Magic users and magical beings are being successfully “othered”, in the exact same way that Japanese-Americans were “othered” in WW2 before sending them to detention camps for crimes that not merely they did not commit, but for crimes that were not committed. The magic users are “othered” in the exact same way that too many politicians are currently “othering” members of the Islamic faith, and refugees from war-torn countries, and immigrants. And anyone else they do not approve of, or who is not a member of their race and class.

The political parallels, while difficult to miss, do not detract from the story. In fact, they add depth to it. We’ve seen all of this happen before. It’s happening now. That makes it all too easy to believe that it would happen in this just-barely-different-from-now future.

Revisionary is also the story of an accidental hero, and that is a big part of its charm. Isaac Vainio was content to be a magical researcher and occasional field agent, in that seemingly long ago future where Johann Gutenberg was still ruling the Porters with an iron hand, and knowledge of magic among the mundanes was suppressed by any means necessary, which generally meant a LOT of memory wipes.

In Revisionary, the magical genie is out of the bottle, and Gutenberg is dead. Isaac finds himself at the center of the oncoming storm, as politicians use and abuse magic users for their own nefarious ends, and the remnants of the Society of Porters turn against each other.

Power corrupts, the attempt to grab absolute power corrupts absolutely, and one man who never intended to lead anyone at all finds himself racing to save his life, his friends, and the future.

Escape Rating A+: Revisionary feels like the end of the Magic Ex Libris series. It might not be, but the end of this story does not leave our heroes hanging over a cliff in quite the same way as the previous books. It is possible, based on the ending of Revisionary, to believe that Isaac, Lena, Nidhi and Smudge the fire-spider might be heading into an adventurous and eventful happy ever after. They’ve certainly earned it.

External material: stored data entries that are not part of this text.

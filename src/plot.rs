//! Renders the points artifact as a scatter map.

use std::{
    fs, io,
    path::{Path, PathBuf},
    process::Command,
};

use plotly::{
    common::{ColorBar, ColorScale, ColorScaleElement, Marker, Mode, Title},
    layout::{Center, Mapbox, MapboxStyle},
    Layout, Plot, ScatterMapbox,
};
use tracing::info;

use crate::{
    error::{Error, Result},
    parquet::load_points,
    points::{PlottablePoint, MAX_MARKER_SIZE},
};

const ZOOM: u8 = 4;

// cmocean "thermal"
const THERMAL: [(f64, &str); 6] = [
    (0.0, "rgb(4,35,51)"),
    (0.2, "rgb(42,56,146)"),
    (0.4, "rgb(124,77,140)"),
    (0.6, "rgb(194,90,109)"),
    (0.8, "rgb(248,128,66)"),
    (1.0, "rgb(232,250,91)"),
];

/// Loads the artifact at `file_path`, writes the map to an HTML file beside
/// it and opens it in the browser. Returns the HTML path.
///
/// A page that cannot be written or a browser that cannot be started is
/// reported as a visualisation error; the HTML file is kept in the latter case.
pub fn visualise(file_path: &Path, country_code: &str, year: i32) -> Result<PathBuf> {
    render(file_path, country_code, year, |page| run(browser_command(page)))
}

fn render<F>(file_path: &Path, country_code: &str, year: i32, open: F) -> Result<PathBuf>
where
    F: FnOnce(&Path) -> io::Result<()>,
{
    let points = load_points(file_path)?;
    if points.is_empty() {
        return Err(Error::visualization(file_path, "artifact has no rows"));
    }

    let plot = make_plot(&points, country_code, year);
    let html_path = file_path.with_file_name(format!("{}_temperature_{}.html", country_code, year));
    fs::write(&html_path, plot.to_html()).map_err(|e| Error::visualization(&html_path, e))?;
    info!("Map written to {}", html_path.display());

    open(&html_path).map_err(|e| Error::visualization(&html_path, format!("cannot open browser: {}", e)))?;

    Ok(html_path)
}

#[cfg(target_os = "macos")]
fn browser_command(page: &Path) -> Command {
    let mut command = Command::new("open");
    command.arg(page);
    command
}

#[cfg(target_os = "windows")]
fn browser_command(page: &Path) -> Command {
    let mut command = Command::new("cmd");
    command.args(["/C", "start", ""]).arg(page);
    command
}

#[cfg(not(any(target_os = "macos", target_os = "windows")))]
fn browser_command(page: &Path) -> Command {
    let mut command = Command::new("xdg-open");
    command.arg(page);
    command
}

fn run(mut command: Command) -> io::Result<()> {
    let status = command.status()?;
    if status.success() {
        Ok(())
    } else {
        Err(io::Error::new(io::ErrorKind::Other, format!("{:?} exited with {}", command.get_program(), status)))
    }
}

pub fn make_plot(points: &[PlottablePoint], country_code: &str, year: i32) -> Plot {
    let lats: Vec<f64> = points.iter().map(|p| p.latitude).collect();
    let lons: Vec<f64> = points.iter().map(|p| p.longitude).collect();
    let values: Vec<f64> = points.iter().map(|p| p.value).collect();
    let ids: Vec<&str> = points.iter().map(|p| p.id.as_str()).collect();

    let trace = ScatterMapbox::new(lats, lons)
        .mode(Mode::Markers)
        .text_array(ids)
        .marker(
            Marker::new()
                .size_array(marker_sizes(points))
                .color_array(values)
                .color_scale(thermal_scale())
                .show_scale(true)
                .color_bar(ColorBar::new().title(Title::with_text("Temperature (°C)"))),
        );

    let layout = Layout::new()
        .title(Title::with_text(title(country_code, year)))
        .mapbox(
            Mapbox::new()
                .style(MapboxStyle::CartoPositron)
                .center(centre(points))
                .zoom(ZOOM),
        );

    let mut plot = Plot::new();
    plot.add_trace(trace);
    plot.set_layout(layout);

    plot
}

pub fn title(country_code: &str, year: i32) -> String {
    format!("Average Temperature in {} ({})", country_code, year)
}

// Marker sizes are whole pixels, capped at the artifact's maximum
fn marker_sizes(points: &[PlottablePoint]) -> Vec<usize> {
    points
        .iter()
        .map(|p| p.size.clamp(0.0, MAX_MARKER_SIZE).round() as usize)
        .collect()
}

fn centre(points: &[PlottablePoint]) -> Center {
    let n = points.len().max(1) as f64;
    let lat = points.iter().map(|p| p.latitude).sum::<f64>() / n;
    let lon = points.iter().map(|p| p.longitude).sum::<f64>() / n;

    Center::new(lat, lon)
}

fn thermal_scale() -> ColorScale {
    ColorScale::Vector(
        THERMAL
            .iter()
            .map(|(stop, colour)| ColorScaleElement(*stop, colour.to_string()))
            .collect(),
    )
}

// -- Tests -------------------------------------------------------------------
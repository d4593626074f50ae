//! Joins station averages back to station coordinates and scales marker sizes.

use std::collections::HashMap;

use crate::{
    error::{Error, Result},
    reading::Station,
};

/// Largest marker size on the map.
pub const MAX_MARKER_SIZE: f64 = 15.0;

#[derive(Debug, Clone, PartialEq)]
pub struct PlottablePoint {
    pub id: String,
    pub latitude: f64,
    pub longitude: f64,
    /// Mean temperature in degrees Celsius.
    pub value: f64,
    /// Marker size in `0.0..=MAX_MARKER_SIZE`.
    pub size: f64,
}

/// Inner join of `averages` and `stations` on station id, in station order.
///
/// Stations without an average are left out. Fails when nothing joins or
/// when every average is zero, since the sizes could not be scaled.
pub fn join_stations(averages: &HashMap<String, f64>, stations: &[Station]) -> Result<Vec<PlottablePoint>> {
    let mut points: Vec<PlottablePoint> = stations
        .iter()
        .filter_map(|station| {
            averages.get(&station.id).map(|value| PlottablePoint {
                id: station.id.clone(),
                latitude: station.latitude,
                longitude: station.longitude,
                value: *value,
                size: value.abs(),
            })
        })
        .collect();

    scale_sizes(&mut points)?;

    Ok(points)
}

// Scale |value| so that the largest maps to MAX_MARKER_SIZE
fn scale_sizes(points: &mut [PlottablePoint]) -> Result<()> {
    if points.is_empty() {
        return Err(Error::EmptyResult(
            "no station has both coordinates and observations".to_string(),
        ));
    }

    let max_size = points.iter().map(|p| p.size).fold(0.0, f64::max);
    if max_size == 0.0 || !max_size.is_finite() {
        return Err(Error::EmptyResult(format!(
            "cannot scale marker sizes by a maximum of {}",
            max_size
        )));
    }

    for point in points.iter_mut() {
        point.size = point.size / max_size * MAX_MARKER_SIZE;
    }

    Ok(())
}

// -- Tests -------------------------------------------------------------------

#[cfg(test)]
mod test {

    use super::*;

    fn station(id: &str, latitude: f64, longitude: f64) -> Station {
        Station {
            id: id.to_string(),
            latitude,
            longitude,
        }
    }

    fn averages(values: &[(&str, f64)]) -> HashMap<String, f64> {
        values.iter().map(|(id, v)| (id.to_string(), *v)).collect()
    }

    #[test]
    fn should_join_in_station_order() {
        let stations = vec![
            station("NO0station0", 1.0, 2.0),
            station("NO0station1", 3.0, 4.0),
            station("NO0station2", 5.0, 6.0),
        ];
        let averages = averages(&[("NO0station2", 4.0), ("NO0station0", -2.0), ("XXX", 9.0)]);

        let points = join_stations(&averages, &stations).unwrap();

        assert_eq!(points.len(), 2);
        assert_eq!(points[0].id, "NO0station0");
        assert_eq!((points[0].latitude, points[0].longitude), (1.0, 2.0));
        assert_eq!(points[0].value, -2.0);
        assert_eq!(points[1].id, "NO0station2");
        assert_eq!((points[1].latitude, points[1].longitude), (5.0, 6.0));
    }

    #[test]
    fn should_scale_sizes_by_absolute_maximum() {
        let stations = vec![station("A", 0.0, 0.0), station("B", 0.0, 0.0), station("C", 0.0, 0.0)];
        let averages = averages(&[("A", 1.0), ("B", -2.0), ("C", 4.0)]);

        let points = join_stations(&averages, &stations).unwrap();
        let sizes: Vec<f64> = points.iter().map(|p| p.size).collect();

        assert_eq!(sizes, vec![3.75, 7.5, 15.0]);
    }

    #[test]
    fn should_map_negative_maximum_to_full_size() {
        let stations = vec![station("A", 0.0, 0.0), station("B", 0.0, 0.0)];
        let averages = averages(&[("A", -8.0), ("B", 2.0)]);

        let points = join_stations(&averages, &stations).unwrap();

        assert_eq!(points[0].size, MAX_MARKER_SIZE);
        assert_eq!(points[1].size, 3.75);
    }

    #[test]
    fn should_fail_on_empty_join() {
        let stations = vec![station("A", 0.0, 0.0)];
        let averages = averages(&[("B", 1.0)]);

        let result = join_stations(&averages, &stations);

        assert!(matches!(result, Err(Error::EmptyResult(_))));
    }

    #[test]
    fn should_fail_when_all_values_are_zero() {
        let stations = vec![station("A", 0.0, 0.0), station("B", 0.0, 0.0)];
        let averages = averages(&[("A", 0.0), ("B", -0.0)]);

        let result = join_stations(&averages, &stations);

        assert!(matches!(result, Err(Error::EmptyResult(_))));
    }
}
//! Dashboard table: click-to-sort headers and row navigation.
//!
//! A sortable header names its key in `data-sort`. The first click on an
//! unsorted column sorts ascending; further clicks on the active column flip
//! the direction, and the `asc`/`desc` marker classes move with it. Rows are
//! re-inserted in sorted order, never recreated.
//!
//! Clicking anywhere else in a row navigates to the row's `data-href`,
//! unless the click landed on an interactive descendant (link, button,
//! button group, dropdown), which keeps the event to itself.

use taxui_core::sort::{sorted_order, SortDirection};
use taxui_core::view::TableView;
use taxui_core::{Event, EventKind, Page, Result};

use crate::enhancer::{Effect, Enhancer};

const TABLE_ID: &str = "associationTable";

const INTERACTIVE_TAGS: &[&str] = &["a", "button"];
const INTERACTIVE_CLASSES: &[&str] = &["btn-group", "dropdown-menu", "dropdown-item"];

#[derive(Debug, Default)]
pub struct TableSort {
    table: Option<TableView>,
    headers: Vec<String>,
}

impl TableSort {
    pub fn new() -> Self {
        Self::default()
    }

    fn sort_by_header(&self, page: &mut Page, header_id: &str) {
        let table = match &self.table {
            Some(t) => t,
            None => return,
        };
        let key = match page.element(header_id).and_then(|e| e.data("sort")) {
            Some(k) => k.to_string(),
            None => return,
        };

        let was_ascending = page
            .element(header_id)
            .map(|e| e.has_class("asc"))
            .unwrap_or(false);
        let direction = if was_ascending {
            SortDirection::Descending
        } else {
            SortDirection::Ascending
        };

        for other in &self.headers {
            if let Some(el) = page.element_mut(other) {
                el.remove_class("asc");
                el.remove_class("desc");
            }
        }
        if let Some(el) = page.element_mut(header_id) {
            el.add_class(direction.class());
        }

        let rows: Vec<(String, String)> = table
            .rows(page)
            .into_iter()
            .map(|rid| {
                let value = table.row_value(page, &rid, &key);
                (rid, value)
            })
            .collect();
        let order = sorted_order(&rows, &key, direction);
        table.reorder_rows(page, &order);
    }

    /// The body row a click landed in, if any.
    fn clicked_row(&self, page: &Page, target: &str) -> Option<String> {
        let table = self.table.as_ref()?;
        let rows = table.rows(page);
        page.closest(target, |e| rows.contains(&e.id))
    }

    /// True when the click target, or anything between it and the row,
    /// handles clicks itself.
    fn within_interactive(page: &Page, target: &str, row: &str) -> bool {
        let mut chain = vec![target.to_string()];
        for ancestor in page.ancestors(target) {
            if ancestor == row {
                break;
            }
            chain.push(ancestor);
        }
        chain.into_iter().any(|id| {
            page.element(&id)
                .map(|e| {
                    INTERACTIVE_TAGS.iter().any(|t| e.tag.eq_ignore_ascii_case(t))
                        || INTERACTIVE_CLASSES.iter().any(|c| e.has_class(c))
                })
                .unwrap_or(false)
        })
    }
}

impl Enhancer for TableSort {
    fn name(&self) -> &'static str {
        "table-sort"
    }

    fn activate(&mut self, page: &Page) -> bool {
        let table = match TableView::bind(page, TABLE_ID, "table-sort") {
            Ok(t) => t,
            Err(_) => return false,
        };
        self.headers = table.headers_with_class(page, "sortable");
        self.table = Some(table);
        true
    }

    fn on_event(&mut self, page: &mut Page, event: &Event) -> Result<Vec<Effect>> {
        if !matches!(event.kind, EventKind::Click) {
            return Ok(Vec::new());
        }

        if self.headers.iter().any(|h| h == &event.target) {
            self.sort_by_header(page, &event.target);
            return Ok(Vec::new());
        }

        if let Some(row) = self.clicked_row(page, &event.target) {
            if Self::within_interactive(page, &event.target, &row) {
                return Ok(Vec::new());
            }
            if let Some(href) = page.element(&row).and_then(|e| e.data("href")) {
                return Ok(vec![Effect::Navigate(href.to_string())]);
            }
        }

        Ok(Vec::new())
    }
}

Isaac spends a lot of this book dodging one bullet after another, and tracing the ever darker threads of one nefarious scheme after another. The action is non-stop, the pace is relentless, and the parallels to our contemporary world heighten the tension of the story. While I would love to discover that there is magic in the world, I fear that the world-wide reaction would be much too much like what happens here. The humans all too frequently do kill what they don’t understand, and usually after lying about it first. As happens in Revisionary.

It’s also kind of a delayed coming-of-age story. Isaac has been an adult throughout the series, but in Revisionary he finally becomes the person he was meant to be. Where Gutenberg was the leader of the Porters in the world he effectively created, Isaac is the leader needed now, someone who makes friends and builds alliances instead of creating sycophants and enemies.

The subthread through this story is about the burden of leadership. Isaac is communing with either the ghost of or the book of Gutenberg, and together they ruminate on just how difficult it is to be the person that everyone is looking towards. All the decisions are hard ones, and it never ends. Unless you fail. And in Gutenberg’s case, apparently not even then. The counseling of the old man to the younger one is often wistful, and certainly makes the reader think.

That a story about the magic in books makes its readers think about the consequences of the characters’ actions, and their own, is a fitting end to this terrific series.